## EXERCISE
Go line by line through the data below and count those with the string "derive". Give the number only.

## TASK INPUTS

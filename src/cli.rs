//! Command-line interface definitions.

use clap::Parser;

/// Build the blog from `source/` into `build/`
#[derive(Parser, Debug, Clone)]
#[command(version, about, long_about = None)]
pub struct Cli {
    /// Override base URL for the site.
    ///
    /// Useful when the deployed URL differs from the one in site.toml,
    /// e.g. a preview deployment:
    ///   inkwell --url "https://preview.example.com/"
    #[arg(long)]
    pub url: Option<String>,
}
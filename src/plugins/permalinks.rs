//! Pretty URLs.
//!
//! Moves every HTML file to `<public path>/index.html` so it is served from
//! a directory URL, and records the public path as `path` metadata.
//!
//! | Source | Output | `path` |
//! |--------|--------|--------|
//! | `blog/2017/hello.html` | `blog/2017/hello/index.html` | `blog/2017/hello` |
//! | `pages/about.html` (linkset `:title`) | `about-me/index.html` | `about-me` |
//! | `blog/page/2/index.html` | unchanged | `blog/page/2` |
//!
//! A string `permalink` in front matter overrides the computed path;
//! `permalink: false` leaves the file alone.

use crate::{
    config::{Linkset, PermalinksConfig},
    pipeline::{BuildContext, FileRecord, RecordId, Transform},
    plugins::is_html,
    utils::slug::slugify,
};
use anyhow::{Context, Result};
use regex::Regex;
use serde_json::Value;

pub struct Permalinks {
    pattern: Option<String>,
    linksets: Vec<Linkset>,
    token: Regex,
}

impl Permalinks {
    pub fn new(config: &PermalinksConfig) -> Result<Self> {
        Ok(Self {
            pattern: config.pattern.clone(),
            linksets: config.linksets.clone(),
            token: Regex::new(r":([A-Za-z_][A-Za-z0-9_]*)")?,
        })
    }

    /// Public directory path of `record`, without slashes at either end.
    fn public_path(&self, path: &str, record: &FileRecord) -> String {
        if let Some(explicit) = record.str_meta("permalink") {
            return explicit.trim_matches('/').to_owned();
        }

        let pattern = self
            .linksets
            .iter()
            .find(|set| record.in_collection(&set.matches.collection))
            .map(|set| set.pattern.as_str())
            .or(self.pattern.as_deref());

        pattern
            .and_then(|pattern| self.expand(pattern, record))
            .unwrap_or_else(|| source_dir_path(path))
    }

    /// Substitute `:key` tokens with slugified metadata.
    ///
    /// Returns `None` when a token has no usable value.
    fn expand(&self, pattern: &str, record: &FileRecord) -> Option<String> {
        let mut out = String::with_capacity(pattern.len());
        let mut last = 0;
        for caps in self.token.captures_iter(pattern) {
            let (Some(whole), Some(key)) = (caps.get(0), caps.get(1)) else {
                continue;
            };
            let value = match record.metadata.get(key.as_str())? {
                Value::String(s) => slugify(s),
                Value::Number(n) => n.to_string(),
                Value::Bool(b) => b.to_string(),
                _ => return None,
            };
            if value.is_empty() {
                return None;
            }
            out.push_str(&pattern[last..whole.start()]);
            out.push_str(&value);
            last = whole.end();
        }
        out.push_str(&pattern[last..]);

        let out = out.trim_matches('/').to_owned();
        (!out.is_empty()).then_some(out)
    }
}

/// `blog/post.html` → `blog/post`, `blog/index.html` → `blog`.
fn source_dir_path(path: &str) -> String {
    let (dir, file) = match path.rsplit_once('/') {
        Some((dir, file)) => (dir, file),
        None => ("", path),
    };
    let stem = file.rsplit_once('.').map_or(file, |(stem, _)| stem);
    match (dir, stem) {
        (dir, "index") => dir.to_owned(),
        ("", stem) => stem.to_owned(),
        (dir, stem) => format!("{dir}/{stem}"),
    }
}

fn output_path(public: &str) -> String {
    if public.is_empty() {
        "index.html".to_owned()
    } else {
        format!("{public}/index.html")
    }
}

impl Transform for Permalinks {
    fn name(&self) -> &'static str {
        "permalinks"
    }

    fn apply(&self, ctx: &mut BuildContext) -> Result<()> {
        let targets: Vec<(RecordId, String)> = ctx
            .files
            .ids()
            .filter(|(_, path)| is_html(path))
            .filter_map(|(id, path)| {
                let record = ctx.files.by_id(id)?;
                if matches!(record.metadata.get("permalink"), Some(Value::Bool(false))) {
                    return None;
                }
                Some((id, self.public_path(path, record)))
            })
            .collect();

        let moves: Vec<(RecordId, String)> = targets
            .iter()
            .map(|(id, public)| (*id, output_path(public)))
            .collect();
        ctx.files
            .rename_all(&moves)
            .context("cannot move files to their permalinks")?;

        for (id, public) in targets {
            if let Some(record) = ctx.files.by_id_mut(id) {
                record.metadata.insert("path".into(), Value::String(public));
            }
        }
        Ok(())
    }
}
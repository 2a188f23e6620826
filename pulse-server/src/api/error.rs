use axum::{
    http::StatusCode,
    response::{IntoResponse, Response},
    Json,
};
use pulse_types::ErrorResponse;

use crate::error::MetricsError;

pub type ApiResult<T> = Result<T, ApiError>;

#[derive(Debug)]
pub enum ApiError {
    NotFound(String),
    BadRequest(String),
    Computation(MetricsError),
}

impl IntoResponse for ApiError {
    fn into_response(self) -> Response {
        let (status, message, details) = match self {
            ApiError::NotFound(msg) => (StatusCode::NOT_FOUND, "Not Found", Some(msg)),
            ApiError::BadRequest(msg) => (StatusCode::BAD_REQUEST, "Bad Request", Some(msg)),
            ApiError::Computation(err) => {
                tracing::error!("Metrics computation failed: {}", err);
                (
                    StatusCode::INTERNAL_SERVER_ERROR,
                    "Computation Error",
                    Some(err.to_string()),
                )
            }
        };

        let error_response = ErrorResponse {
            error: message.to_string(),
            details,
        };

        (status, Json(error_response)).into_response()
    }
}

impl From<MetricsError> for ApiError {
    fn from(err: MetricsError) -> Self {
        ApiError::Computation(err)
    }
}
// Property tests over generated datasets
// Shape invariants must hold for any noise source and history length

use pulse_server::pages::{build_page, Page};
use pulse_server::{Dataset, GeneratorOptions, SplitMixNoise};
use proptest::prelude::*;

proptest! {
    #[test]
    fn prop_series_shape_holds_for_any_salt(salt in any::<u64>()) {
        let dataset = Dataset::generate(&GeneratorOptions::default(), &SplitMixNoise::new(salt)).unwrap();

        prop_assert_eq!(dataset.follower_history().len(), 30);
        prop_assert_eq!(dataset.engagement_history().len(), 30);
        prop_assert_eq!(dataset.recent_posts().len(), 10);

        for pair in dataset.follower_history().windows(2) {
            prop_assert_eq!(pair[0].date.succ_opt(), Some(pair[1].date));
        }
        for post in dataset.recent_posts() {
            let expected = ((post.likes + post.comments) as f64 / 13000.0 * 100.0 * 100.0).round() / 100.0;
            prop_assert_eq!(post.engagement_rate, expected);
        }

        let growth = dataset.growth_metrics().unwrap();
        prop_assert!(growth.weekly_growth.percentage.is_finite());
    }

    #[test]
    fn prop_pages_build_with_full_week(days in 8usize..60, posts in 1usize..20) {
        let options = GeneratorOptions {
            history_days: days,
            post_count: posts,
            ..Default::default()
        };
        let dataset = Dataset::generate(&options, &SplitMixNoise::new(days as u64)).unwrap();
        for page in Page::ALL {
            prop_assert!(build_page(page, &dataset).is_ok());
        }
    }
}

## SOLUTION TO THE EXERCISE
2